Facebook has revealed the vulnerability (which is tagged as CVE-2019-11931) in a recent security advisory report. It allowed hackers to use specially-crafted MP4 video files (which look seemingly standard) to remotely execute malicious code on your devices without your knowledge. Not a whole lot of details have been doled out here but the issue was caused by how WhatsApp parses MP4 videos inside your conversations.
Facebook elaborates on the vulnerability saying, “A stack-based buffer overflow could be triggered in WhatsApp by sending a specially crafted MP4 file to a WhatsApp user. The issue was present in parsing the elementary stream metadata of an MP4 file and could result in a DoS [denial of service] or RCE [remote code execution].”
This vulnerability exists in WhatsApp Android versions prior to 2.19.274 and iOS versions prior to 2.19.100. Windows Phone versions before and including 2.18.368 and WhatsApp Business versions prior to 2.19.104 on Android and prior to 2.19.100 on iOS are affected.
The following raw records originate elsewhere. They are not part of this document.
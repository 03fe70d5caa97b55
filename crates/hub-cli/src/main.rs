//! Hub CLI - Command-line interface for the research hub.

use std::io::{self, BufRead, Read};
use std::path::PathBuf;
use std::process::ExitCode;
use std::sync::Arc;

use clap::{Parser, Subcommand};
use tracing::{debug, Level};
use tracing_subscriber::{EnvFilter, FmtSubscriber};

use hub_core::{
    HubConfig, HubError, IndexMode, NotebookId, NotebookPatch, PathPicker, Result, SearchTarget,
};
use hub_http::HttpBackend;
use hub_notebook::{missing_placeholders, Hub, DEFAULT_TEMPLATE_ID};
use hub_query::SearchSession;
use hub_store::SqliteSlotStore;

/// Hub - notebooks, indexing and cited search over your documents
#[derive(Parser)]
#[command(name = "hub")]
#[command(author, version, about, long_about = None)]
struct Cli {
    /// Config file (default: user config dir, then ./research-hub.toml)
    #[arg(short, long, global = true)]
    config: Option<PathBuf>,

    /// Notebook service address, overriding the config
    #[arg(short, long, global = true)]
    url: Option<String>,

    /// Enable verbose logging
    #[arg(short, long, global = true)]
    verbose: bool,

    #[command(subcommand)]
    command: Commands,
}

#[derive(Subcommand)]
enum Commands {
    /// Manage notebooks
    Notebook {
        #[command(subcommand)]
        action: NotebookAction,
    },

    /// Manage the files of a notebook
    Files {
        #[command(subcommand)]
        action: FilesAction,
    },

    /// Index a notebook's files
    Index {
        /// Notebook id
        id: NotebookId,

        /// Use the advanced parsing pipeline
        #[arg(long)]
        advanced: bool,
    },

    /// Ask a question and print the answer with its sources
    Search {
        /// Search query
        query: String,

        /// Search inside this notebook
        #[arg(short, long, conflicts_with = "collection")]
        notebook: Option<NotebookId>,

        /// Use the advanced index
        #[arg(long)]
        advanced: bool,

        /// Global collection to search (default from config)
        #[arg(long)]
        collection: Option<String>,

        /// Number of passages to retrieve (default from config)
        #[arg(short = 'k', long)]
        top_k: Option<u32>,

        /// Prompt template id
        #[arg(short, long, default_value = DEFAULT_TEMPLATE_ID)]
        prompt: String,
    },

    /// Manage prompt templates
    Prompt {
        #[command(subcommand)]
        action: PromptAction,
    },

    /// Check that the notebook service is reachable
    Health,
}

#[derive(Subcommand)]
enum NotebookAction {
    /// List all notebooks
    List,

    /// Create a new notebook
    Create {
        /// Notebook name
        name: String,

        /// Description
        #[arg(short, long, default_value = "")]
        description: String,
    },

    /// Rename or re-describe a notebook
    Update {
        /// Notebook id
        id: NotebookId,

        /// New name
        #[arg(long)]
        name: Option<String>,

        /// New description
        #[arg(short, long)]
        description: Option<String>,
    },

    /// Delete a notebook
    Delete {
        /// Notebook id
        id: NotebookId,
    },
}

#[derive(Subcommand)]
enum FilesAction {
    /// List a notebook's files in insertion order
    List {
        /// Notebook id
        id: NotebookId,
    },

    /// Add files (reads one path from stdin when none are given)
    Add {
        /// Notebook id
        id: NotebookId,

        /// File paths
        paths: Vec<String>,
    },

    /// Remove files
    Remove {
        /// Notebook id
        id: NotebookId,

        /// File paths
        #[arg(required = true)]
        paths: Vec<String>,
    },
}

#[derive(Subcommand)]
enum PromptAction {
    /// List prompt templates
    List,

    /// Print a template
    Show {
        /// Template id
        #[arg(default_value = DEFAULT_TEMPLATE_ID)]
        id: String,
    },

    /// Save the custom template (`-` reads it from stdin)
    Save {
        /// Template content
        content: String,
    },

    /// Print the default template as a starting point for the custom one
    Restore {
        /// Also save it as the custom template
        #[arg(long)]
        save: bool,
    },
}

/// Reads one path from stdin; an empty line means cancel.
struct StdinPathPicker;

impl PathPicker for StdinPathPicker {
    fn pick(&self) -> Result<Option<String>> {
        let mut line = String::new();
        io::stdin().lock().read_line(&mut line)?;
        let path = line.trim();
        Ok((!path.is_empty()).then(|| path.to_string()))
    }
}

/// `RUST_LOG` wins when set; otherwise `--verbose` picks debug over warn.
fn setup_logging(verbose: bool) {
    let level = if verbose { Level::DEBUG } else { Level::WARN };
    let env_filter = EnvFilter::try_from_default_env()
        .unwrap_or_else(|_| EnvFilter::new(level.to_string()));
    let subscriber = FmtSubscriber::builder()
        .with_env_filter(env_filter)
        .with_target(false)
        .with_writer(io::stderr)
        .finish();
    tracing::subscriber::set_global_default(subscriber).ok();
}

fn load_config(path: Option<&PathBuf>, url: Option<String>) -> Result<HubConfig> {
    let mut config = match path {
        Some(path) => HubConfig::load(path)?,
        None => HubConfig::load_default()?,
    };
    if let Some(url) = url {
        config.server.base_url = url;
    }
    config.validate()?;
    Ok(config)
}

fn build_hub(config: &HubConfig) -> Result<Hub<HttpBackend>> {
    let backend = Arc::new(HttpBackend::from_config(&config.server)?);
    let slots = Arc::new(SqliteSlotStore::open(&config.storage.state_path)?);
    debug!("Using state database at {:?}", config.storage.state_path);
    Ok(Hub::new(backend, slots))
}

#[tokio::main]
async fn main() -> ExitCode {
    let cli = Cli::parse();

    setup_logging(cli.verbose);

    match run(cli).await {
        Ok(()) => ExitCode::SUCCESS,
        Err(e) => {
            eprintln!("Error: {}", e);
            ExitCode::FAILURE
        }
    }
}

async fn run(cli: Cli) -> Result<()> {
    let config = load_config(cli.config.as_ref(), cli.url)?;
    let hub = build_hub(&config)?;

    match cli.command {
        Commands::Notebook { action } => notebook(&hub, action).await,
        Commands::Files { action } => files(&hub, action).await,
        Commands::Index { id, advanced } => {
            index(&hub, id, IndexMode::from_advanced(advanced)).await
        }
        Commands::Search {
            query,
            notebook,
            advanced,
            collection,
            top_k,
            prompt,
        } => {
            let mode = IndexMode::from_advanced(advanced);
            let target = match (notebook, collection) {
                (Some(id), _) => SearchTarget::notebook(id, mode),
                (None, Some(name)) => SearchTarget::Collection(name),
                (None, None) if advanced => SearchTarget::global(mode),
                (None, None) => SearchTarget::Collection(config.search.default_collection.clone()),
            };
            let top_k = top_k.unwrap_or(config.search.default_top_k);
            search(&hub, &config, &query, target, top_k, &prompt).await
        }
        Commands::Prompt { action } => prompt(&hub, action),
        Commands::Health => {
            hub.health().await?;
            println!("Notebook service at {} is up.", config.server.base_url);
            Ok(())
        }
    }
}

async fn notebook(hub: &Hub<HttpBackend>, action: NotebookAction) -> Result<()> {
    match action {
        NotebookAction::List => {
            let notebooks = hub.refresh().await?;
            if notebooks.is_empty() {
                println!("No notebooks found.");
                return Ok(());
            }
            println!("Found {} notebooks:\n", notebooks.len());
            for nb in notebooks {
                if nb.description.is_empty() {
                    println!("- [{}] {}", nb.id, nb.name);
                } else {
                    println!("- [{}] {}: {}", nb.id, nb.name, nb.description);
                }
            }
        }
        NotebookAction::Create { name, description } => {
            let nb = hub.create_notebook(&name, &description).await?;
            println!("Notebook '{}' created with id {}.", nb.name, nb.id);
        }
        NotebookAction::Update {
            id,
            name,
            description,
        } => {
            let patch = NotebookPatch { name, description };
            if patch.is_empty() {
                return Err(HubError::validation(
                    "nothing to update: pass --name and/or --description",
                ));
            }
            let nb = hub.update_notebook(id, patch).await?;
            println!("Notebook {} is now '{}'.", nb.id, nb.name);
        }
        NotebookAction::Delete { id } => {
            hub.delete_notebook(id).await?;
            println!("Notebook {} deleted.", id);
        }
    }
    Ok(())
}

async fn files(hub: &Hub<HttpBackend>, action: FilesAction) -> Result<()> {
    match action {
        FilesAction::List { id } => {
            let files = hub.list_files(id).await?;
            if files.is_empty() {
                println!("Notebook {} has no files.", id);
            }
            for path in files {
                println!("{}", path);
            }
        }
        FilesAction::Add { id, paths } => {
            let added = if paths.is_empty() {
                eprintln!("Path to add (empty to cancel):");
                hub.add_from_picker(id, &StdinPathPicker).await?
            } else {
                hub.add_files(id, &paths[..]).await?
            };
            if added.is_empty() {
                println!("Nothing to add.");
            } else {
                println!("Added {} file(s). Re-index to search them.", added.len());
            }
        }
        FilesAction::Remove { id, paths } => {
            let removed = hub.remove_files(id, &paths[..]).await?;
            println!("Removed {} file(s).", removed.len());
        }
    }
    Ok(())
}

async fn index(hub: &Hub<HttpBackend>, id: NotebookId, mode: IndexMode) -> Result<()> {
    println!("Indexing notebook {} ({})...", id, mode);
    let job = hub.start_indexing(id, mode).await?;
    println!(
        "Indexed {} file(s) [job {}, snapshot {}]",
        job.files.len(),
        job.job_id,
        &job.fingerprint_hex()[..12]
    );
    Ok(())
}

async fn search(
    hub: &Hub<HttpBackend>,
    config: &HubConfig,
    query: &str,
    target: SearchTarget,
    top_k: u32,
    prompt_id: &str,
) -> Result<()> {
    let session = SearchSession::from_hub(hub, config.search.clone());
    let result = session.execute(query, target, top_k, prompt_id).await?;

    println!("{}\n", result.main_response.text.trim());
    println!("Sources:");
    for (rank, citation) in session.citations().iter().enumerate() {
        println!("  [{}] {}", rank + 1, citation);
    }
    Ok(())
}

fn prompt(hub: &Hub<HttpBackend>, action: PromptAction) -> Result<()> {
    let prompts = hub.prompts();
    match action {
        PromptAction::List => {
            for template in prompts.list()? {
                let kind = if template.is_custom { "custom" } else { "built-in" };
                println!("- {} ({}): {}", template.id, kind, template.name);
            }
        }
        PromptAction::Show { id } => {
            println!("{}", prompts.get(&id)?.content);
        }
        PromptAction::Save { content } => {
            let content = if content == "-" {
                let mut buf = String::new();
                io::stdin().read_to_string(&mut buf)?;
                buf
            } else {
                content
            };
            for placeholder in missing_placeholders(&content) {
                eprintln!("warning: template does not use {}", placeholder);
            }
            prompts.save_custom(&content)?;
            println!("Custom prompt saved.");
        }
        PromptAction::Restore { save } => {
            let content = prompts.restore_default()?;
            if save {
                prompts.save_custom(&content)?;
                eprintln!("Custom prompt reset to the default template.");
            }
            println!("{}", content);
        }
    }
    Ok(())
}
“WhatsApp is constantly working to improve the security of our service. We make public reports on potential issues we have fixed consistent with industry best practices. In this instance, there is no reason to believe that users were impacted,” confirms a Facebook spokesperson.
Facebook suggests updating WhatsApp to the newest software build to avoid the risk of hackers exploiting your personal data. There are no reports of the exploit being actively used at the moment. This is the second exploit that WhatsApp has disclosed in the past month. There’s no way we forget the use of NSO’s Pegasus spyware for keeping tabs on Indian journalists and human rights activists via WhatsApp.